What this task involves
When you reach the line containing "license to deal", include it and stop; until then, return each line of the material exactly, starting with the first.

Dataset excerpts
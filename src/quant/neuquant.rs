//! NEUQUANT Neural-Net quantization algorithm by Anthony Dekker, 1994.
//! See "Kohonen neural networks for optimal colour quantization"
//! in "Network: Computation in Neural Systems" Vol. 5 (1994) pp 351-367.
//! for a discussion of the algorithm.

/* NeuQuant Neural-Net Quantization Algorithm
 * ------------------------------------------
 *
 * Copyright (c) 1994 Anthony Dekker
 *
 * NEUQUANT Neural-Net quantization algorithm by Anthony Dekker, 1994.
 * See "Kohonen neural networks for optimal colour quantization"
 * in "Network: Computation in Neural Systems" Vol. 5 (1994) pp 351-367.
 * for a discussion of the algorithm.
 *
 * Any party obtaining a copy of these files from the author, directly or
 * indirectly, is granted, free of charge, a full and unrestricted irrevocable,
 * world-wide, paid up, royalty-free, nonexclusive right and license to deal
 * in this software and documentation files (the "Software"), including without
 * limitation the rights to use, copy, modify, merge, publish, distribute, sublicense,
 * and/or sell copies of the Software, and to permit persons who receive
 * copies from any such party to do so, with the only requirement being
 * that this copyright notice remain intact.
 */

use std::cmp;

use crate::error::{EncodingError, Result};
use crate::types::Rgb;

use super::Interrupt;

/// Number of colours used
pub const NETSIZE: usize = 256;

// four primes near 500 - assume no image has a length so large
// that it is divisible by all four primes
const PRIME1: usize = 499;
const PRIME2: usize = 491;
const PRIME3: usize = 487;
const PRIME4: usize = 503;
/// Minimum size for input image, smaller buffers are sampled exhaustively
const MIN_PICTURE_BYTES: usize = 3 * PRIME4;

const MAX_NETPOS: usize = NETSIZE - 1;
/// Bias for colour values
const NET_BIAS_SHIFT: i32 = 4;
const N_CYCLES: usize = 100;

// freq and bias
const INT_BIAS_SHIFT: i32 = 16;
const INT_BIAS: i32 = 1 << INT_BIAS_SHIFT;
const GAMMA_SHIFT: i32 = 10;
const BETA_SHIFT: i32 = 10;
const BETA: i32 = INT_BIAS >> BETA_SHIFT;
const BETA_GAMMA: i32 = INT_BIAS << (GAMMA_SHIFT - BETA_SHIFT);

// decreasing radius factor, starts at 32.0 biased by 6 bits
const INIT_RAD: usize = NETSIZE >> 3;
const RADIUS_BIAS_SHIFT: i32 = 6;
const RADIUS_BIAS: i32 = 1 << RADIUS_BIAS_SHIFT;
const INIT_RADIUS: i32 = INIT_RAD as i32 * RADIUS_BIAS;
const RADIUS_DEC: i32 = 30;

// decreasing alpha factor, starts at 1.0
const ALPHA_BIAS_SHIFT: i32 = 10;
const INIT_ALPHA: i32 = 1 << ALPHA_BIAS_SHIFT;

const RAD_BIAS_SHIFT: i32 = 8;
const RAD_BIAS: i32 = 1 << RAD_BIAS_SHIFT;
const ALPHA_RAD_BIAS_SHIFT: i32 = ALPHA_BIAS_SHIFT + RAD_BIAS_SHIFT;
const ALPHA_RAD_BIAS: i32 = 1 << ALPHA_RAD_BIAS_SHIFT;

/// Pixels mapped between two interrupt checks
const MAP_CHUNK: usize = 4096;

#[derive(Debug, Clone, Copy, Default)]
struct Neuron {
    /// Channels in input order, fixed point while learning
    color: [i32; 3],
    /// Palette slot, recorded when the network is unbiased
    slot: usize,
}

impl Neuron {
    /// Move towards `px` by `a / scale`
    #[inline]
    fn shift(&mut self, a: i32, scale: i32, px: [i32; 3]) {
        for (c, p) in self.color.iter_mut().zip(px) {
            *c -= (a * (*c - p)) / scale;
        }
    }

    #[inline]
    fn distance(&self, px: [i32; 3]) -> i32 {
        self.color
            .iter()
            .zip(px)
            .map(|(c, p)| (c - p).abs())
            .sum()
    }
}

/// Learning state of the self-organizing map for one frame
pub struct NeuQuant<'a> {
    pixels: &'a [u8],
    samplefac: i32,
    network: Vec<Neuron>,
    freq: Vec<i32>,
    bias: Vec<i32>,
    radpower: [i32; INIT_RAD],
}

impl<'a> NeuQuant<'a> {
    /// Initialises the network along the grey diagonal.
    ///
    /// `pixels` must hold whole RGB triples; `samplefac` is raised to at least 1.
    pub fn new(pixels: &'a [u8], samplefac: i32) -> NeuQuant<'a> {
        let network = (0..NETSIZE)
            .map(|i| {
                let v = ((i as i32) << (NET_BIAS_SHIFT + 8)) / NETSIZE as i32;
                Neuron {
                    color: [v; 3],
                    slot: i,
                }
            })
            .collect();
        NeuQuant {
            pixels,
            samplefac: samplefac.max(1),
            network,
            freq: vec![INT_BIAS / NETSIZE as i32; NETSIZE],
            bias: vec![0; NETSIZE],
            radpower: [0; INIT_RAD],
        }
    }

    /// Main learning loop.
    ///
    /// The interrupt is polled before learning and each time alpha and the
    /// radius decay, so roughly a hundred times per frame.
    pub fn learn<I: Interrupt + ?Sized>(&mut self, interrupt: &I) -> Result<()> {
        if interrupt.is_interrupted() {
            return Err(EncodingError::Cancelled);
        }
        let len = self.pixels.len();
        if len < MIN_PICTURE_BYTES {
            self.samplefac = 1;
        }
        let alphadec = 30 + (self.samplefac - 1) / 3;
        let samplepixels = len / (3 * self.samplefac as usize);
        let delta = cmp::max(1, samplepixels / N_CYCLES);
        let mut alpha = INIT_ALPHA;
        let mut radius = INIT_RADIUS;
        let mut rad = radius >> RADIUS_BIAS_SHIFT;
        if rad <= 1 {
            rad = 0;
        }
        self.set_radpower(alpha, rad);

        let step = if len < MIN_PICTURE_BYTES {
            3
        } else {
            3 * [PRIME1, PRIME2, PRIME3]
                .into_iter()
                .find(|&p| len % p != 0)
                .unwrap_or(PRIME4)
        };

        let mut pix = 0;
        for i in 1..=samplepixels {
            let p = &self.pixels[pix..pix + 3];
            let px = [
                i32::from(p[0]) << NET_BIAS_SHIFT,
                i32::from(p[1]) << NET_BIAS_SHIFT,
                i32::from(p[2]) << NET_BIAS_SHIFT,
            ];
            let j = self.contest(px);
            self.network[j].shift(alpha, INIT_ALPHA, px);
            if rad != 0 {
                self.alter_neighbours(rad, j, px);
            }
            pix += step;
            if pix >= len {
                pix -= len;
            }
            if i % delta != 0 {
                continue;
            }
            if interrupt.is_interrupted() {
                return Err(EncodingError::Cancelled);
            }
            alpha -= alpha / alphadec;
            radius -= radius / RADIUS_DEC;
            rad = radius >> RADIUS_BIAS_SHIFT;
            if rad <= 1 {
                rad = 0;
            }
            self.set_radpower(alpha, rad);
        }
        Ok(())
    }

    /// Unbiases the network and builds the green-channel search index.
    pub fn build<I: Interrupt + ?Sized>(mut self, interrupt: &I) -> Result<ColorMap> {
        if interrupt.is_interrupted() {
            return Err(EncodingError::Cancelled);
        }
        for (i, n) in self.network.iter_mut().enumerate() {
            for c in n.color.iter_mut() {
                *c = (*c >> NET_BIAS_SHIFT).clamp(0, 255);
            }
            n.slot = i;
        }
        Ok(ColorMap::index(self.network))
    }

    fn set_radpower(&mut self, alpha: i32, rad: i32) {
        let rad2 = rad * rad;
        for (i, power) in self.radpower.iter_mut().enumerate().take(rad as usize) {
            let i = i as i32;
            *power = alpha * (((rad2 - i * i) * RAD_BIAS) / rad2);
        }
    }

    /// Finds the closest neuron (min dist) and updates freq, then returns the
    /// best neuron by biased distance. Frequently chosen neurons have a high
    /// freq and a negative bias.
    fn contest(&mut self, px: [i32; 3]) -> usize {
        let mut bestd = i32::MAX;
        let mut bestbiasd = i32::MAX;
        let mut bestpos = 0;
        let mut bestbiaspos = 0;
        for i in 0..NETSIZE {
            let dist = self.network[i].distance(px);
            if dist < bestd {
                bestd = dist;
                bestpos = i;
            }
            let biasdist = dist - (self.bias[i] >> (INT_BIAS_SHIFT - NET_BIAS_SHIFT));
            if biasdist < bestbiasd {
                bestbiasd = biasdist;
                bestbiaspos = i;
            }
            let betafreq = self.freq[i] >> BETA_SHIFT;
            self.freq[i] -= betafreq;
            self.bias[i] += betafreq << GAMMA_SHIFT;
        }
        self.freq[bestpos] += BETA;
        self.bias[bestpos] -= BETA_GAMMA;
        bestbiaspos
    }

    /// Moves adjacent neurons by precomputed alpha*(1-((i-j)^2/[r]^2)) in radpower[|i-j|]
    fn alter_neighbours(&mut self, rad: i32, i: usize, px: [i32; 3]) {
        let center = i as i32;
        let lo = cmp::max(center - rad, -1);
        let hi = cmp::min(center + rad, NETSIZE as i32);
        let mut j = center + 1;
        let mut k = center - 1;
        let mut m = 1;
        while j < hi || k > lo {
            let a = self.radpower[m];
            m += 1;
            if j < hi {
                self.network[j as usize].shift(a, ALPHA_RAD_BIAS, px);
                j += 1;
            }
            if k > lo {
                self.network[k as usize].shift(a, ALPHA_RAD_BIAS, px);
                k -= 1;
            }
        }
    }
}

/// A trained palette with its nearest-color search index
#[derive(Debug, Clone)]
pub struct ColorMap {
    /// Neurons sorted on the green channel
    network: Vec<Neuron>,
    netindex: [usize; 256],
}

impl ColorMap {
    /// Selection sort on green and construction of `netindex[0..255]`
    fn index(mut network: Vec<Neuron>) -> ColorMap {
        let mut netindex = [0; 256];
        let mut previouscol = 0;
        let mut startpos = 0;
        for i in 0..NETSIZE {
            let mut smallpos = i;
            let mut smallval = network[i].color[1] as usize;
            for (j, q) in network.iter().enumerate().skip(i + 1) {
                if (q.color[1] as usize) < smallval {
                    smallpos = j;
                    smallval = q.color[1] as usize;
                }
            }
            network.swap(i, smallpos);
            if smallval != previouscol {
                netindex[previouscol] = (startpos + i) >> 1;
                for slot in netindex.iter_mut().take(smallval).skip(previouscol + 1) {
                    *slot = i;
                }
                previouscol = smallval;
                startpos = i;
            }
        }
        netindex[previouscol] = (startpos + MAX_NETPOS) >> 1;
        for slot in netindex.iter_mut().skip(previouscol + 1) {
            *slot = MAX_NETPOS;
        }
        ColorMap { network, netindex }
    }

    /// The palette in slot order, three bytes per entry
    pub fn color_table(&self) -> Vec<u8> {
        let mut table = vec![0; 3 * NETSIZE];
        for n in &self.network {
            let entry = &mut table[3 * n.slot..3 * n.slot + 3];
            for (out, c) in entry.iter_mut().zip(n.color) {
                *out = c as u8;
            }
        }
        table
    }

    /// Color stored in palette slot `slot`
    pub fn lookup(&self, slot: usize) -> Option<Rgb> {
        self.network
            .iter()
            .find(|n| n.slot == slot)
            .map(|n| n.color.map(|c| c as u8))
    }

    /// Palette slot of the entry nearest to `color`.
    ///
    /// Searches outwards from `netindex[g]`, dropping a direction once the
    /// green distance alone is no better than the best total distance.
    pub fn index_of(&self, color: Rgb) -> u8 {
        let [r, g, b] = color.map(i32::from);
        let mut bestd = 1000; // biggest possible dist is 256*3
        let mut best = 0;
        let mut i = self.netindex[g as usize];
        let mut j = i as isize - 1;
        while i < NETSIZE || j >= 0 {
            if i < NETSIZE {
                let n = &self.network[i];
                let dist = n.color[1] - g;
                if dist < bestd {
                    i += 1;
                    let dist = dist.abs() + (n.color[0] - r).abs();
                    if dist < bestd {
                        let dist = dist + (n.color[2] - b).abs();
                        if dist < bestd {
                            bestd = dist;
                            best = n.slot;
                        }
                    }
                } else {
                    i = NETSIZE;
                }
            }
            if j >= 0 {
                let n = &self.network[j as usize];
                let dist = g - n.color[1];
                if dist < bestd {
                    j -= 1;
                    let dist = dist.abs() + (n.color[0] - r).abs();
                    if dist < bestd {
                        let dist = dist + (n.color[2] - b).abs();
                        if dist < bestd {
                            bestd = dist;
                            best = n.slot;
                        }
                    }
                } else {
                    j = -1;
                }
            }
        }
        best as u8
    }

    /// Maps every RGB triple of `pixels` to its palette slot.
    pub fn map_pixels<I: Interrupt + ?Sized>(&self, pixels: &[u8], interrupt: &I) -> Result<Vec<u8>> {
        let mut indices = Vec::with_capacity(pixels.len() / 3);
        for chunk in pixels.chunks(3 * MAP_CHUNK) {
            if interrupt.is_interrupted() {
                return Err(EncodingError::Cancelled);
            }
            indices.extend(
                chunk
                    .chunks_exact(3)
                    .map(|p| self.index_of([p[0], p[1], p[2]])),
            );
        }
        Ok(indices)
    }
}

Solution below
filename src/quant/neuquant.rs
//! NEUQUANT Neural-Net quantization algorithm by Anthony Dekker, 1994.
//! See "Kohonen neural networks for optimal colour quantization"
//! in "Network: Computation in Neural Systems" Vol. 5 (1994) pp 351-367.
//! for a discussion of the algorithm.

/* NeuQuant Neural-Net Quantization Algorithm
 * ------------------------------------------
 *
 * Copyright (c) 1994 Anthony Dekker
 *
 * NEUQUANT Neural-Net quantization algorithm by Anthony Dekker, 1994.
 * See "Kohonen neural networks for optimal colour quantization"
 * in "Network: Computation in Neural Systems" Vol. 5 (1994) pp 351-367.
 * for a discussion of the algorithm.
 *
 * Any party obtaining a copy of these files from the author, directly or
 * indirectly, is granted, free of charge, a full and unrestricted irrevocable,
 * world-wide, paid up, royalty-free, nonexclusive right and license to deal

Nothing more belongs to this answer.